Reputation: 1
I've create a pandas dataframe, train_data, using pd.read_csv(). Then I create a new dataframe, X, using a subset of the columns of train_data, and create a new column in X using a boolean mask from an existing column in X.
# this code issues the SettingWithCopyWarning:
# A value is trying to be set on a copy of a slice from a DataFrame.
# Try using .loc[row_indexer,col_indexer] = value instead
train_data = pd.read_csv("train.csv")
X = train_data[['a', 'b', 'c', 'd', 'e']]
X['f'] = (X['e'] == value).astype(float)
# this code does not issue the SettingWithCopyWarning
train_data = pd.read_csv("train.csv")
X = train_data[['a', 'b', 'c', 'd', 'e']].copy()
X['f'] = (X['e'] == value).astype(float)
The only difference is I explicitly made X a copy in the second code snippet, but I thought it already was a copy (not a view) given how it was created. Any thoughts on why I am getting this? I am using pandas version 1.4.4
I tried to recreate the problem with a simple example (see below), but I was unsuccessful.

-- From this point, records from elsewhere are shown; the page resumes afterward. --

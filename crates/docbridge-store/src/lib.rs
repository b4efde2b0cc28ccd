//! docbridge Store Gateway
//!
//! A narrow, async interface over a document store. Each call is one round
//! trip with no retries; any failure is surfaced unchanged as a
//! [`StoreError`].
//!
//! Backends:
//! - **MongoDB** (`mongodb://`, `mongodb+srv://`): the official driver, one
//!   client (and its connection pool) shared by every request
//! - **Memory** (`memory://`): an in-process store for tests and local runs
//!
//! ```rust,ignore
//! use docbridge_store::{connect, FindQuery, Namespace};
//!
//! let store = connect(&config.store).await?;
//! let ns = Namespace::new("app", "notes");
//! store.upsert_by_key(&ns, doc! {"uuid": "n1"}, doc! {"title": "hi"}, doc! {}).await?;
//! let docs = store.find(&ns, &FindQuery::new(doc! {"uuid": "n1"})).await?;
//! ```

#![warn(clippy::all, clippy::pedantic)]
#![allow(clippy::module_name_repetitions)]

pub mod convert;
pub mod error;
pub mod memory;
pub mod mongo;

use std::fmt;
use std::sync::Arc;

use async_trait::async_trait;
use bson::Document;
use tracing::info;

use docbridge_common::config::StoreConfig;

pub use error::{Result, StoreError};
pub use memory::MemoryStore;
pub use mongo::MongoStore;

/// A (database, collection) pair
#[derive(Debug, Clone, PartialEq, Eq, Hash)]
pub struct Namespace {
    pub database: String,
    pub collection: String,
}

impl Namespace {
    pub fn new(database: impl Into<String>, collection: impl Into<String>) -> Self {
        Self {
            database: database.into(),
            collection: collection.into(),
        }
    }
}

impl fmt::Display for Namespace {
    fn fmt(&self, f: &mut fmt::Formatter<'_>) -> fmt::Result {
        write!(f, "{}.{}", self.database, self.collection)
    }
}

/// Parameters of a find
#[derive(Debug, Clone, Default, PartialEq)]
pub struct FindQuery {
    pub filter: Document,
    pub projection: Option<Document>,
    pub skip: u64,
    /// Zero means no limit
    pub limit: i64,
    pub sort: Option<Document>,
}

impl FindQuery {
    #[must_use]
    pub fn new(filter: Document) -> Self {
        Self {
            filter,
            ..Self::default()
        }
    }
}

/// Result of an upsert
#[derive(Debug, Clone, Copy, PartialEq, Eq)]
pub struct UpsertOutcome {
    /// No record matched the key, so one was inserted
    pub created_new: bool,
}

/// Document store gateway
#[async_trait]
pub trait DocumentStore: Send + Sync {
    /// Atomically update the record matching `key`, inserting it if absent.
    ///
    /// `set` is applied in both cases; `set_on_insert` only when inserting.
    async fn upsert_by_key(
        &self,
        namespace: &Namespace,
        key: Document,
        set: Document,
        set_on_insert: Document,
    ) -> Result<UpsertOutcome>;

    /// Return the records matching `query.filter`, sorted, then skipped and limited
    async fn find(&self, namespace: &Namespace, query: &FindQuery) -> Result<Vec<Document>>;

    /// Check that the store is reachable
    async fn ping(&self) -> Result<()>;

    /// Short backend name for logs
    fn backend_name(&self) -> &'static str;
}

/// Open the store selected by the connection string's scheme
pub async fn connect(config: &StoreConfig) -> Result<Arc<dyn DocumentStore>> {
    let uri = config.uri.trim();

    if uri.starts_with(memory::SCHEME) {
        info!("Using in-memory document store");
        return Ok(Arc::new(MemoryStore::new()));
    }

    if uri.starts_with("mongodb://") || uri.starts_with("mongodb+srv://") {
        let store = MongoStore::connect(config).await?;
        return Ok(Arc::new(store));
    }

    Err(StoreError::UnsupportedUri(redact_uri(uri)))
}

/// Strip credentials from a connection string before it is logged
#[must_use]
pub fn redact_uri(uri: &str) -> String {
    match (uri.find("://"), uri.rfind('@')) {
        (Some(scheme_end), Some(at)) if at > scheme_end => {
            format!("{}://***@{}", &uri[..scheme_end], &uri[at + 1..])
        }
        _ => uri.to_string(),
    }
}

# df1 and df3 are identical
# this code does not issue the SettingWithCopyWarning
df1 = pd.DataFrame({'a': ['x', 'x', 'y'], 'b': ['x', 'x', 'y']})
df2 = df1[['a']]
df2['b'] = (df2['a'] == 'x').astype(float)
# this code does not issue the SettingWithCopyWarning
df3 = pd.read_csv("example.csv")
df4 = df3[['a']]
df4['b'] = (df4['a'] == 'x').astype(float)
Upvotes: 0
Views: 35